→ EXERCISE GOAL: How many lines in the material below include the word "execute"? Give only the number.

[[ THE DATA open ]]

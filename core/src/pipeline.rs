//! Response pipeline: one engine answer in, one uniform outcome out.
//!
//! # Design
//! Every engine answer lands in exactly one of five outcomes:
//!
//! - transport error: forwarded untouched;
//! - status outside 200..=299: a `Status` error carrying the body as text;
//! - cache hit already processed: the stored JSON is restored, the parser
//!   and the passback are not touched;
//! - no parser: the raw body is delivered;
//! - parser present: the body is parsed, the JSON form is handed to the
//!   cache passback on a detached task, and the head is marked processed.
//!
//! A panicking parser unwinds through `process_reply`; parser bugs are not
//! turned into request errors.

use serde_json::Value;
use tracing::{debug, warn, Instrument};

use crate::diagnostics::{Diagnostic, Diagnostics};
use crate::engine::{CachePassback, CacheWrite, EngineReply, PayloadKind};
use crate::error::ClientError;
use crate::http::{Body, EngineResponse, Processed, Provenance};

/// Turns a raw body into the value delivered to the caller.
pub type BodyParser = dyn Fn(Body) -> Value + Send + Sync;

/// Map one engine answer to the caller's outcome.
///
/// Must run inside a tokio runtime when a passback can fire.
pub fn process_reply(
    reply: Result<EngineReply, ClientError>,
    parser: Option<&BodyParser>,
    diagnostics: &Diagnostics,
) -> Result<Processed, ClientError> {
    let EngineReply { response, passback } = reply?;
    let EngineResponse { mut head, body } = response;

    if !head.is_success() {
        debug!(status = head.status, "engine returned failure status");
        return Err(ClientError::Status {
            status: head.status,
            message: body.to_message(),
        });
    }

    if head.from_cache && head.processed {
        debug!("restoring processed body from cache");
        let body = match body {
            Body::Text(stored) => Body::Json(serde_json::from_str(&stored)?),
            restored @ Body::Json(_) => restored,
        };
        return Ok(Processed {
            head,
            body,
            provenance: Provenance::CacheRestored,
        });
    }

    let Some(parser) = parser else {
        return Ok(Processed {
            head,
            body,
            provenance: Provenance::Raw,
        });
    };

    let parsed = parser(body);
    if let Some(passback) = passback {
        spawn_passback(
            passback,
            CacheWrite {
                payload: parsed.to_string(),
                kind: PayloadKind::String,
            },
            diagnostics.clone(),
        );
    }
    head.processed = true;
    debug!("body parsed");

    Ok(Processed {
        head,
        body: Body::Json(parsed),
        provenance: Provenance::FreshlyParsed,
    })
}

fn spawn_passback(passback: CachePassback, write: CacheWrite, diagnostics: Diagnostics) {
    tokio::spawn(
        async move {
            if let Err(err) = passback.pass_back(write).await {
                warn!(error = %err, "cache passback failed");
                diagnostics.publish(Diagnostic::CachePassbackFailed {
                    error: err.to_string(),
                });
            }
        }
        .in_current_span(),
    );
}
//! SSH transport using the russh crate

use std::io;
use std::sync::Arc;

use async_trait::async_trait;
use russh::keys::{PrivateKeyWithHashAlg, ssh_key};
use russh::{Channel, ChannelMsg, Disconnect, client};
use tokio::io::{AsyncReadExt, AsyncWriteExt, DuplexStream};
use tracing::{debug, info, instrument, warn};

use crate::credentials::{Credentials, ResolvedAuth};
use crate::error::{ExecError, StreamKind};
use crate::transport::{Connection, PipeReader, PipeWriter, Session, Transport};

/// Capacity of the in-memory pipes between the channel and the pumps
const PIPE_BUFFER: usize = 64 * 1024;

/// Extended data code for stderr (RFC 4254 section 5.2)
const EXTENDED_DATA_STDERR: u32 = 1;

/// SSH client handler for russh
#[derive(Debug)]
struct SshClientHandler {
    host_fingerprint: Option<String>,
}

impl client::Handler for SshClientHandler {
    type Error = russh::Error;

    async fn check_server_key(
        &mut self,
        server_public_key: &ssh_key::PublicKey,
    ) -> Result<bool, Self::Error> {
        let Some(expected) = &self.host_fingerprint else {
            // Accept all server keys (like StrictHostKeyChecking=no)
            return Ok(true);
        };

        let actual = server_public_key
            .fingerprint(ssh_key::HashAlg::Sha256)
            .to_string();
        if &actual == expected {
            Ok(true)
        } else {
            warn!(expected = %expected, actual = %actual, "host key fingerprint mismatch");
            Ok(false)
        }
    }
}

/// Dials SSH connections
#[derive(Debug, Clone)]
pub struct SshTransport {
    config: Arc<client::Config>,
    host_fingerprint: Option<String>,
}

impl SshTransport {
    /// Create a transport that accepts any host key
    #[must_use]
    pub fn new() -> Self {
        Self {
            config: Arc::new(client::Config::default()),
            host_fingerprint: None,
        }
    }

    /// Only accept a server presenting this SHA-256 host key fingerprint (`SHA256:...`)
    #[must_use]
    pub fn with_host_fingerprint(mut self, fingerprint: impl Into<String>) -> Self {
        self.host_fingerprint = Some(fingerprint.into());
        self
    }
}

impl Default for SshTransport {
    fn default() -> Self {
        Self::new()
    }
}

#[async_trait]
impl Transport for SshTransport {
    type Connection = SshConnection;

    #[instrument(skip(self, credentials), fields(user = %credentials.user))]
    async fn dial(
        &self,
        address: &str,
        port: u16,
        credentials: &Credentials,
    ) -> Result<SshConnection, ExecError> {
        let auth = credentials.resolve()?;

        info!(address = %address, port = port, "connecting to SSH");

        let handler = SshClientHandler {
            host_fingerprint: self.host_fingerprint.clone(),
        };
        let mut handle = client::connect(self.config.clone(), (address, port), handler)
            .await
            .map_err(|e| match e {
                russh::Error::UnknownKey => {
                    ExecError::AuthenticationFailed("server host key rejected".to_string())
                }
                other => ExecError::ConnectionFailed(other.to_string()),
            })?;

        let auth_res = match auth {
            ResolvedAuth::Key(key) => {
                let hash_alg = handle
                    .best_supported_rsa_hash()
                    .await
                    .ok()
                    .flatten()
                    .flatten();
                handle
                    .authenticate_publickey(
                        &credentials.user,
                        PrivateKeyWithHashAlg::new(Arc::new(key), hash_alg),
                    )
                    .await
            }
            ResolvedAuth::Password(password) => {
                handle
                    .authenticate_password(&credentials.user, password)
                    .await
            }
        }
        .map_err(|e| ExecError::AuthenticationFailed(e.to_string()))?;

        if !auth_res.success() {
            return Err(ExecError::AuthenticationFailed(format!(
                "server rejected credentials for {}",
                credentials.user
            )));
        }

        info!(address = %address, "SSH connected and authenticated");

        Ok(SshConnection {
            handle: Some(handle),
            address: address.to_string(),
        })
    }
}

/// Authenticated SSH connection
pub struct SshConnection {
    handle: Option<client::Handle<SshClientHandler>>,
    address: String,
}

impl std::fmt::Debug for SshConnection {
    fn fmt(&self, f: &mut std::fmt::Formatter<'_>) -> std::fmt::Result {
        f.debug_struct("SshConnection")
            .field("address", &self.address)
            .field("connected", &self.handle.is_some())
            .finish()
    }
}

#[async_trait]
impl Connection for SshConnection {
    type Session = SshSession;

    async fn new_session(&mut self) -> Result<SshSession, ExecError> {
        let handle = self
            .handle
            .as_mut()
            .ok_or_else(|| ExecError::SessionFailed("connection closed".to_string()))?;

        let channel = handle
            .channel_open_session()
            .await
            .map_err(|e| ExecError::SessionFailed(e.to_string()))?;

        debug!(address = %self.address, "session channel opened");
        Ok(SshSession::new(channel))
    }

    async fn close(&mut self) -> Result<(), ExecError> {
        if let Some(handle) = self.handle.take() {
            handle
                .disconnect(Disconnect::ByApplication, "", "English")
                .await
                .map_err(|e| ExecError::Transport(e.to_string()))?;
            info!(address = %self.address, "SSH disconnected");
        }
        Ok(())
    }
}

/// How the remote process ended
enum Exit {
    Status(u32),
    Signal(String),
}

/// Session channel running a single command
///
/// Pipes are in-memory duplex streams. `run` owns the channel's message
/// loop and copies between the channel and the session-side pipe ends.
pub struct SshSession {
    channel: Option<Channel<client::Msg>>,
    stdout: Option<DuplexStream>,
    stderr: Option<DuplexStream>,
    stdin: Option<DuplexStream>,
    started: bool,
}

impl std::fmt::Debug for SshSession {
    fn fmt(&self, f: &mut std::fmt::Formatter<'_>) -> std::fmt::Result {
        f.debug_struct("SshSession")
            .field("open", &self.channel.is_some())
            .field("started", &self.started)
            .finish_non_exhaustive()
    }
}

impl SshSession {
    fn new(channel: Channel<client::Msg>) -> Self {
        Self {
            channel: Some(channel),
            stdout: None,
            stderr: None,
            stdin: None,
            started: false,
        }
    }

    fn check_pipe(&self, stream: StreamKind, taken: bool) -> Result<(), ExecError> {
        if self.channel.is_none() {
            return Err(ExecError::pipe(stream, "session closed"));
        }
        if self.started {
            return Err(ExecError::pipe(stream, "command already started"));
        }
        if taken {
            return Err(ExecError::pipe(stream, "pipe already requested"));
        }
        Ok(())
    }
}

#[async_trait]
impl Session for SshSession {
    fn stdout_pipe(&mut self) -> Result<PipeReader, ExecError> {
        self.check_pipe(StreamKind::Stdout, self.stdout.is_some())?;
        let (reader, writer) = tokio::io::duplex(PIPE_BUFFER);
        self.stdout = Some(writer);
        Ok(Box::new(reader))
    }

    fn stderr_pipe(&mut self) -> Result<PipeReader, ExecError> {
        self.check_pipe(StreamKind::Stderr, self.stderr.is_some())?;
        let (reader, writer) = tokio::io::duplex(PIPE_BUFFER);
        self.stderr = Some(writer);
        Ok(Box::new(reader))
    }

    fn stdin_pipe(&mut self) -> Result<PipeWriter, ExecError> {
        self.check_pipe(StreamKind::Stdin, self.stdin.is_some())?;
        let (reader, writer) = tokio::io::duplex(PIPE_BUFFER);
        self.stdin = Some(reader);
        Ok(Box::new(writer))
    }

    #[instrument(skip(self))]
    async fn run(&mut self, command: &str) -> Result<(), ExecError> {
        if self.started {
            return Err(ExecError::Transport(
                "session already ran a command".to_string(),
            ));
        }
        let channel = self
            .channel
            .as_mut()
            .ok_or_else(|| ExecError::Transport("session closed".to_string()))?;
        self.started = true;

        channel
            .exec(true, command)
            .await
            .map_err(|e| ExecError::Transport(e.to_string()))?;

        let mut stdout = self.stdout.take();
        let mut stderr = self.stderr.take();
        let mut stdin = self.stdin.take();

        if stdin.is_none() {
            channel
                .eof()
                .await
                .map_err(|e| ExecError::Transport(e.to_string()))?;
        }

        let mut buf = vec![0u8; PIPE_BUFFER];
        let mut exit = None;

        loop {
            tokio::select! {
                msg = channel.wait() => match msg {
                    Some(ChannelMsg::Data { data }) => {
                        forward(&mut stdout, &data, StreamKind::Stdout).await;
                    }
                    Some(ChannelMsg::ExtendedData { data, ext }) => {
                        if ext == EXTENDED_DATA_STDERR {
                            forward(&mut stderr, &data, StreamKind::Stderr).await;
                        }
                    }
                    Some(ChannelMsg::ExitStatus { exit_status }) => {
                        exit = Some(Exit::Status(exit_status));
                    }
                    Some(ChannelMsg::ExitSignal { signal_name, .. }) => {
                        exit = Some(Exit::Signal(format!("{signal_name:?}")));
                    }
                    Some(ChannelMsg::Eof) => {
                        // no more output; let the pumps see end-of-stream
                        stdout = None;
                        stderr = None;
                    }
                    Some(_) => {}
                    None => break,
                },
                read = read_pipe(&mut stdin, &mut buf) => match read {
                    Ok(0) => {
                        stdin = None;
                        channel
                            .eof()
                            .await
                            .map_err(|e| ExecError::Transport(e.to_string()))?;
                    }
                    Ok(n) => {
                        channel
                            .data(&buf[..n])
                            .await
                            .map_err(|e| ExecError::Transport(e.to_string()))?;
                    }
                    Err(e) => {
                        debug!(error = %e, "stdin pipe read failed");
                        stdin = None;
                        channel
                            .eof()
                            .await
                            .map_err(|e| ExecError::Transport(e.to_string()))?;
                    }
                },
            }
        }

        match exit {
            Some(Exit::Status(0)) => {
                debug!("remote command succeeded");
                Ok(())
            }
            Some(Exit::Status(status)) => Err(ExecError::CommandFailed { status }),
            Some(Exit::Signal(signal)) => Err(ExecError::Signaled { signal }),
            None => Err(ExecError::Transport(
                "channel closed without exit status".to_string(),
            )),
        }
    }

    async fn close(&mut self) -> Result<(), ExecError> {
        self.stdout = None;
        self.stderr = None;
        self.stdin = None;
        if let Some(channel) = self.channel.take() {
            // the server usually closed the channel already
            if let Err(e) = channel.close().await {
                debug!(error = %e, "channel close ignored");
            }
        }
        Ok(())
    }
}

/// Copy channel data into a session-side pipe end
///
/// A pipe whose reader went away is dropped and further data discarded.
async fn forward(pipe: &mut Option<DuplexStream>, data: &[u8], stream: StreamKind) {
    let Some(writer) = pipe.as_mut() else {
        return;
    };
    if let Err(e) = writer.write_all(data).await {
        debug!(%stream, error = %e, "discarding remote output");
        *pipe = None;
    }
}

/// Read from the stdin pipe, or wait forever if it is not wired
async fn read_pipe(pipe: &mut Option<DuplexStream>, buf: &mut [u8]) -> io::Result<usize> {
    match pipe {
        Some(reader) => reader.read(buf).await,
        None => std::future::pending().await,
    }
}

#[cfg(test)]
mod tests {
    use super::*;
    use crate::config::ExecutorConfig;
    use crate::executor::CommandExecutor;

    #[test]
    fn test_transport_defaults() {
        let transport = SshTransport::new();
        assert!(transport.host_fingerprint.is_none());

        let pinned = transport.with_host_fingerprint("SHA256:abc");
        assert_eq!(pinned.host_fingerprint.as_deref(), Some("SHA256:abc"));
    }

    #[tokio::test]
    async fn test_connection_close_is_idempotent() {
        let mut connection = SshConnection {
            handle: None,
            address: "192.0.2.1".to_string(),
        };

        assert!(connection.close().await.is_ok());
        assert!(connection.close().await.is_ok());
        assert!(matches!(
            connection.new_session().await,
            Err(ExecError::SessionFailed(_))
        ));
    }

    #[tokio::test]
    async fn test_closed_session_rejects_use() {
        let mut session = SshSession {
            channel: None,
            stdout: None,
            stderr: None,
            stdin: None,
            started: false,
        };

        assert!(session.close().await.is_ok());
        assert!(session.close().await.is_ok());
        assert!(matches!(
            session.stdout_pipe(),
            Err(ExecError::PipeFailed { stream: StreamKind::Stdout, .. })
        ));
        assert!(matches!(session.run("ls").await, Err(ExecError::Transport(_))));
    }

    #[tokio::test]
    #[ignore = "requires SSH server"]
    async fn test_ssh_echo() {
        let user = std::env::var("SSHSTREAM_TEST_USER").unwrap();
        let host = std::env::var("SSHSTREAM_TEST_HOST").unwrap();
        let key = std::env::var("SSHSTREAM_TEST_KEY").unwrap();

        let config = ExecutorConfig::new(
            host,
            Credentials::with_key(user, crate::credentials::KeySource::path(key)),
        );
        let (tx, mut rx) = tokio::sync::mpsc::channel(16);
        let mut executor = CommandExecutor::new(config, SshTransport::new()).with_stdout(tx);

        executor.execute("echo hello").await.unwrap();

        assert_eq!(rx.recv().await.as_deref(), Some("hello\n"));
    }
}
//! Transport abstraction used by the command executor
//!
//! The executor only talks to these traits. `ssh::SshTransport` is the
//! production implementation; tests plug in scripted fakes.

use async_trait::async_trait;
use tokio::io::{AsyncRead, AsyncWrite};

use crate::credentials::Credentials;
use crate::error::ExecError;

/// Readable end of a remote output stream
pub type PipeReader = Box<dyn AsyncRead + Send + Unpin>;

/// Writable end of the remote input stream
pub type PipeWriter = Box<dyn AsyncWrite + Send + Unpin>;

/// Dials authenticated connections
#[async_trait]
pub trait Transport: Send + Sync {
    type Connection: Connection;

    /// Connect and authenticate to `address:port`
    async fn dial(
        &self,
        address: &str,
        port: u16,
        credentials: &Credentials,
    ) -> Result<Self::Connection, ExecError>;
}

/// An established connection able to open command sessions
///
/// Dropping a connection without calling `close` must still release it;
/// this happens when a caller cancels `CommandExecutor::execute`.
#[async_trait]
pub trait Connection: Send {
    type Session: Session;

    /// Open a new command session
    async fn new_session(&mut self) -> Result<Self::Session, ExecError>;

    /// Close the connection. Calling it again is a no-op.
    async fn close(&mut self) -> Result<(), ExecError>;
}

/// A session that runs exactly one command
///
/// Like [`Connection`], a session must release its resources on drop.
#[async_trait]
pub trait Session: Send {
    /// Pipe carrying the command's standard output
    fn stdout_pipe(&mut self) -> Result<PipeReader, ExecError>;

    /// Pipe carrying the command's standard error
    fn stderr_pipe(&mut self) -> Result<PipeReader, ExecError>;

    /// Pipe feeding the command's standard input
    fn stdin_pipe(&mut self) -> Result<PipeWriter, ExecError>;

    /// Run `command` and wait for it to exit
    ///
    /// Returns an error on non-zero exit status or transport failure.
    async fn run(&mut self, command: &str) -> Result<(), ExecError>;

    /// Close the session. Calling it again is a no-op.
    async fn close(&mut self) -> Result<(), ExecError>;
}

[[ THE DATA closed ]]

→ EXPECTED OUTPUT: 2